For more about Summer Wars and the Summer Wars Blu-ray release, see Summer Wars Blu-ray Review published by Dustin Somner on February 13, 2011 where this Blu-ray release scored 4.0 out of 5.
Director: Mamoru Hosoda
Writers: Satoko Okudera, Mamoru Hosoda
Starring: Michael Sinterniklaas, Brina Palencia, Pam Dougherty, Todd Haberkorn, J. Michael Tatum, Maxey Whitehead
» See full cast & crew
Summer Wars Blu-ray Review
The relationships within a family are a force to be reckoned with.
Reviewed by Dustin Somner, February 13, 2011
Winner of several international awards for Best Animated Feature, Summer Wars is Mamoru Hosada's poignant look at the power of family bonds and the precarious nature of technological advancement. As odd as it may sound to place those two themes side-by-side within the same storyline, the result is something many of us rarely consider. For instance, we've all witnessed the rapid expansion of social media throughout the developed world -- to the point where human interaction is often replaced by the transfer of acronym-laden text messages. Furthermore, with the use of smart phones, telecommuting, and simple tasks such as online bill-paying, we've transitioned entire sections of our previous lives into a digital format, thereby placing our faith in passwords, encryption, or firewalls. Summer Wars doesn't necessarily offer a cautionary viewpoint on the direction we're headed in the digital realm, but it does point out the increasing importance of a physical family within these new societal boundaries, and champions the idea of standing united for a common good.
In the not-too-distant future, a technological breakthrough known as OZ will emerge as the centralized network for many of the business and social functions required by users all over the world. Each user develops their own avatar within the alternate world, and places their trust in the security protocols established by the developers of OZ. Serving as a moderator within this digital medium is a high school student named Kenji, who also happens to be a mathematical genius. One day while passing time on his computer, he's approached by a female friend named Natsuki, with a request to join her on a summer trip to Nagano for her grandmother's 90st birthday celebration. Offering to pay him for the work he's expected to do on the rural estate yet cagey about the details, Kenji reluctantly agrees to the terms of his "summer employment". Upon their arrival at the estate, he's introduced to Natsuki's colorful extended family and learns her real plan involves a charade to make everyone believe they've been engaged. Instructed to play along or forfeit the money he's been promised, Kenji stumbles his way through uncomfortable dinner conversations with the opinionated group and begins to question his ability to play along indefinitely. Later that night, Kenji receives a mysterious text message containing a complex mathematical problem. Casually solving the equation before retiring to bed, the young lad's awarded a brief "Thank You" from the source of the original message and thinks nothing more of it.

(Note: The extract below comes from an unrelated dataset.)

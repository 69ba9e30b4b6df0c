pub mod ids;

pub use ids::{FileId, PageNum, Rid, SlotNum};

The next morning Kenji wakes up to find a photo of his face prominently displayed on every television news channel, with accompanied reports of an OZ infiltration by a hacker using his personal Avatar. Desperately hoping to clear his name, Kenji enlists the aid of Natsuki's tight-knit family to devise his own cyber counter-attack on the person or program responsible for disrupting OZ, and stop the resulting terrorist acts beginning to crop up in the real world.

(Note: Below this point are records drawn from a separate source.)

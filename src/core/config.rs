use crate::core::common::OxibaseError;
use crate::core::storage::pf::ReplacementPolicy;
use serde::Deserialize;
use std::fs;
use std::path::Path;

/// Tunable settings for the storage layer.
///
/// Supports loading from a TOML file and provides sensible defaults;
/// a missing file yields the default configuration. Buffer capacity is
/// fixed once a manager is constructed from the config; the replacement
/// policy may still be changed at runtime.
#[derive(Debug, Deserialize, PartialEq, Eq)]
#[serde(deny_unknown_fields)]
pub struct Config {
    /// Number of frames in the buffer pool.
    /// Default: 40
    #[serde(default = "default_buffer_pool_frames")]
    pub buffer_pool_frames: usize,

    /// Which unpinned page to evict when the pool is full: "lru" or
    /// "mru".
    /// Default: "lru"
    #[serde(default = "default_replacement_policy")]
    pub replacement_policy: ReplacementPolicy,
}

fn default_buffer_pool_frames() -> usize {
    40
}
fn default_replacement_policy() -> ReplacementPolicy {
    ReplacementPolicy::Lru
}

impl Default for Config {
    fn default() -> Self {
        Config {
            buffer_pool_frames: default_buffer_pool_frames(),
            replacement_policy: default_replacement_policy(),
        }
    }
}

impl Config {
    /// Loads configuration from a TOML file.
    ///
    /// If the specified file does not exist, default configuration
    /// values are returned.
    ///
    /// # Errors
    ///
    /// Returns `OxibaseError::Configuration` if the file cannot be
    /// parsed, `OxibaseError::Io` if it cannot be read.
    pub fn load_from_file(path: &Path) -> Result<Self, OxibaseError> {
        match fs::read_to_string(path) {
            Ok(contents) => toml::from_str(&contents).map_err(|e| {
                OxibaseError::Configuration(format!(
                    "failed to parse config file '{}': {e}",
                    path.display()
                ))
            }),
            Err(e) if e.kind() == std::io::ErrorKind::NotFound => Ok(Config::default()),
            Err(e) => Err(OxibaseError::Io(e)),
        }
    }

    /// Loads configuration from an optional TOML file path; `None` (or a
    /// missing file) yields the defaults.
    pub fn load_or_default(optional_path: Option<&Path>) -> Result<Self, OxibaseError> {
        match optional_path {
            Some(path) => Self::load_from_file(path),
            None => Ok(Config::default()),
        }
    }
}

Summer Wars is a film that simultaneously delivers simplicity and complexity to create an end product that will surely resonate in a different way with each viewer. Considering its family-friendly MPAA rating of "PG", I went into the film expecting something akin to Miyazaki's edgier productions (though minus the environmentalist components), meaning the film would be accessible to younger generations, yet still relevant to adult family members. What I discovered isn't far from such assumptions, since kids will undoubtedly adore the sequences that take place in the cybernetic world of OZ ľ as they giggle with delight at the outrageous avatars, frenetic environments, and all manner of digitized phenomenon. As much as I enjoyed these segments of the film, the true meat of the story takes place outside the world of OZ, and concerns the actions of the Jinnouchi family. When faced with adversity, it's the family's ability to pull together as a collective body to overcome the impossible that lends the story moralistic depth and true widespread appeal.
Unfortunately, the elements I enjoyed the most in the film are also the ones that may turn some viewers away. Looking at the cover art for the Blu-ray, you'd anticipate a heavy focus on the alternate universe of OZ, but in reality there's not much time spent away from the Nagano Estate. As a result, we have a storyline that delves heavily into themes of young love, familial deception, and the redemption discovered in the heart of tragedy. These are all interesting components to dissect, but when they significantly slow the pacing of the film and fly over the head of anyone under the age of 13, we're forced to re-evaluate who the true target of Summer Wars really is.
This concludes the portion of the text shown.